Dataset entries ->
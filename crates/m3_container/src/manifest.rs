//! Hash manifest (`MD5T`) builder and reader.
//!
//! A manifest records the size and MD5 digest of every file in a reference
//! tree (typically a vanilla game installation) so that later runs can verify
//! files or detect modified ones.
//!
//! # Layout
//!
//! ```text
//! "MD5T"
//! i32    uncompressed length of the table block
//! bytes  compressed table block:
//!          i32 name count, then each relative path as ASCII + NUL
//!          i32 record count, then per record:
//!            i32 name index, i32 size, 16-byte binary MD5
//! ```
//!
//! A freshly built manifest has one record per name, and record `i` refers to
//! name `i`. The index field exists so that a manifest can hold several known
//! variants of the same file: [`HashManifest::to_bytes`] writes each unique
//! name once and points every record at it.

use crate::codec::{
    read_ascii_null, read_count_prefixed, read_i32_len, read_magic, write_ascii_null,
    write_count_prefixed, write_i32_len, write_magic,
};
use crate::compression::{BlockCompressor, Lzma};
use crate::error::{ContainerError, Result};
use binrw::{binrw, BinRead, BinWrite};
use camino::{Utf8Path, Utf8PathBuf};
use md5::{Digest, Md5};
use std::collections::HashMap;
use std::fs::File;
use std::io::{Cursor, Read};
use walkdir::WalkDir;

/// Magic of a hash manifest container.
pub const MANIFEST_MAGIC: &[u8; 4] = b"MD5T";

const CONTAINER: &str = "MD5T";

/// One data-table record as stored on disk.
#[binrw]
#[brw(little)]
#[derive(Debug, Clone, Copy, PartialEq, Eq)]
struct ManifestRecord {
    name_index: i32,
    size: i32,
    md5: [u8; 16],
}

/// A file known to the manifest.
#[derive(Debug, Clone, PartialEq, Eq)]
pub struct ManifestEntry {
    /// Path relative to the manifest root.
    pub path: String,
    /// File size in bytes.
    pub size: u64,
    /// Binary MD5 digest of the file content.
    pub md5: [u8; 16],
}

impl ManifestEntry {
    /// The digest as a lowercase hex string.
    pub fn md5_hex(&self) -> String {
        hex::encode(self.md5)
    }
}

/// Outcome of comparing a manifest with a directory tree.
#[derive(Debug, Clone, Default, PartialEq, Eq)]
pub struct ManifestVerification {
    /// Number of files that match at least one known variant.
    pub matched: usize,
    /// Paths with no file under the root.
    pub missing: Vec<String>,
    /// Paths whose file matches none of the known variants.
    pub modified: Vec<String>,
}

Exercise details ->
Determine how many lines of the data above contain the string "then", and answer with the number only.

Answer for the task ->
2